Each member may experience turning points (Bullis & Bach, 1989) or moments when they become more (or less) connected with the organization.  Think of key moments when you either felt more or less connected with FHSU.  How have those moments shaped your current view of the university and your place in it?  What situations or experiences influenced how connected you felt to the organization?  For instance, speaking with a professor during office hours might make you feel more connected with FHSU or receiving a promotion you might feel more connected to your job.

The last stage is the exit stage (Jablin, 2001).  This is the disengagement or exit from the organization.  This can either be voluntary or forced and relates to the issue of turnover in organizations.  According to staffing professional James Del Monte (Greenwood, n.d.), the direct cost to fill a $60,000-a-year IT position ranges from $10,000 to $49,000 (including costs such as placement fees, interview costs, training fees, ads, and relocation).  Indirect costs can be even higher, costing the company an estimated $200,000 dollars on average (including costs such as consulting fees, lost revenue, and lost training).  When an organization spends that much money to train an employee, it is difficult to see employees leaving.

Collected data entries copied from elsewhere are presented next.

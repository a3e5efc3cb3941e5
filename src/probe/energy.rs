use super::*;

/// a hardware interface that exposes cumulative energy counters in microjoules.
#[derive(Debug)]
pub struct EnergyBackend {
    pub name: &'static str,
    /// lists every candidate counter path, for each socket or channel.
    channels: fn() -> Vec<String>,
}

/// energy backends, in priority order.
pub static BACKENDS: &[EnergyBackend] = &[
    EnergyBackend {
        name: "intel-rapl",
        channels: || {
            (0..4)
                .map(|socket| {
                    format!("/sys/class/powercap/intel-rapl/intel-rapl:{socket}/energy_uj")
                })
                .collect()
        },
    },
    EnergyBackend {
        name: "hwmon",
        channels: || {
            (0..10)
                .flat_map(|chip| {
                    (1..=4).map(move |channel| {
                        format!("/sys/class/hwmon/hwmon{chip}/energy{channel}_input")
                    })
                })
                .collect()
        },
    },
    EnergyBackend {
        name: "amd_energy",
        channels: || {
            (0..4)
                .map(|socket| {
                    format!("/sys/class/powercap/amd_energy/amd_energy:{socket}/energy_uj")
                })
                .collect()
        },
    },
];

/// returns the cumulative cpu energy counter in microjoules, or `None` if unsupported.
///
/// the first backend in [`BACKENDS`] with any readable channel wins, and its channels are
/// summed.
pub fn energy(source: &impl Source) -> Option<u64> {
    energy_from(source, BACKENDS)
}

pub(crate) fn energy_from(source: &impl Source, backends: &[EnergyBackend]) -> Option<u64> {
    backends.iter().find_map(|backend| backend.probe(source))
}

// === impl EnergyBackend ===

impl EnergyBackend {
    /// sums every readable channel, or returns `None` if no channel could be read.
    pub fn probe(&self, source: &impl Source) -> Option<u64> {
        let Self { name, channels } = self;

        let total = channels()
            .into_iter()
            .filter_map(|path| source.read(Path::new(&path)).ok())
            .filter_map(|uj| uj.trim().parse::<u64>().ok())
            .reduce(u64::saturating_add)?;

        tracing::trace!(backend = %name, total, "read energy counters");
        Some(total)
    }
}
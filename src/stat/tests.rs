use super::*;

mod cpu_line_tests {
    use super::*;

    #[test]
    fn aggregate_line() {
        let line = "cpu 10132153 290696 3084719 46828483 16683 0 25195 0 175628 0"
            .parse::<CpuLine>()
            .unwrap();
        let CpuTicks { active, total } = line.time.ticks();
        assert_eq!(total - active, UserHz::new(46828483 + 16683));
    }

    #[test]
    fn single_cpu_is_not_the_aggregate() {
        let err = "cpu0 1393280 32966 572056 13343292 6130 0 17875 0 23933 0"
            .parse::<CpuLine>()
            .unwrap_err();
        assert_eq!(
            err,
            StatParseError::NotAggregate {
                kind: "cpu0".to_owned()
            }
        );
    }

    #[test]
    fn padding_and_newlines() {
        "cpu  1 2 3 4 5 6 7 8 9 10\n".parse::<CpuLine>().unwrap();
    }

    #[test]
    fn empty() {
        assert_eq!("".parse::<CpuLine>(), Err(StatParseError::Empty));
        assert_eq!("   ".parse::<CpuLine>(), Err(StatParseError::Empty));
    }

    #[test]
    fn not_a_cpu_line() {
        let err = "intr 1462898".parse::<CpuLine>().unwrap_err();
        match err {
            StatParseError::NotAggregate { kind } if kind == "intr" => {}
            _other => panic!(),
        }
    }

    /// older kernels do not report guest time.
    #[test]
    fn without_guest_time() {
        let line = "cpu 10132153 290696 3084719 46828483 16683 0 25195 0"
            .parse::<CpuLine>()
            .unwrap();
        let active = UserHz::new(10132153 + 290696 + 3084719 + 25195);
        assert_eq!(line.time.ticks().active, active);
    }

    #[test]
    fn field_count() {
        let short = "cpu 10132153 290696 3084719 46828483 16683 0 25195";
        let long = "cpu 10132153 290696 3084719 46828483 16683 0 25195 0 175628 0 0";
        assert_eq!(
            short.parse::<CpuLine>(),
            Err(StatParseError::CpuTime { fields: 7 })
        );
        assert_eq!(
            long.parse::<CpuLine>(),
            Err(StatParseError::CpuTime { fields: 11 })
        );
    }

    #[test]
    fn big() {
        let line = "cpu  5000000000 5000000000 5000000000 5000000000 5000000000 5000000000 5000000000 0 0 0"
            .parse::<CpuLine>()
            .unwrap();
        assert_eq!(line.time.ticks().total, UserHz::new(35_000_000_000));
    }
}

mod aggregate_tests {
    use super::*;

    const STAT: &str = "\
cpu  100 20 30 400 50 6 7 8 9 10
cpu0 50 10 15 200 25 3 3 4 4 5
cpu1 50 10 15 200 25 3 4 4 5 5
intr 1462898
ctxt 1990473
btime 769041601
processes 86031
procs_running 6
procs_blocked 2
";

    /// active counts user, nice, system, irq, softirq, and steal. total adds idle and iowait.
    #[test]
    fn ticks() {
        let CpuTicks { active, total } = aggregate(STAT).unwrap();
        assert_eq!(active, UserHz::new(100 + 20 + 30 + 6 + 7 + 8));
        assert_eq!(total, UserHz::new(171 + 400 + 50));
    }

    #[test]
    fn aggregate_need_not_be_first() {
        let stat = "intr 1\ncpu 1 1 1 1 1 1 1 1 0 0\n";
        let CpuTicks { active, total } = aggregate(stat).unwrap();
        assert_eq!(active, UserHz::new(6));
        assert_eq!(total, UserHz::new(8));
    }

    #[test]
    fn missing() {
        assert_eq!(
            aggregate("cpu0 1 1 1 1 1 1 1 1 0 0\n"),
            Err(StatParseError::MissingAggregate)
        );
        assert_eq!(aggregate(""), Err(StatParseError::MissingAggregate));
    }

    #[test]
    fn malformed() {
        assert!(matches!(
            aggregate("cpu 1 two 3 4 5 6 7 8\n"),
            Err(StatParseError::UserHzParse(_))
        ));
    }
}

Employees begin to signal their intent to leave with reduced interaction with others, their communication begins to focus on differentiating themselves from the organization and by passing on knowledge to others (Jablin, 2001).  When we think about the exit stage of socialization, we often think about those left behind and how the organization will function in the absence of a member.  If that member was deeply engaged with the organization, it might be difficult to find a replacement.  Socialization strategies during the exit stage may be geared at trying to keep the organizational member or to try to diagnose what went wrong during an exit interview.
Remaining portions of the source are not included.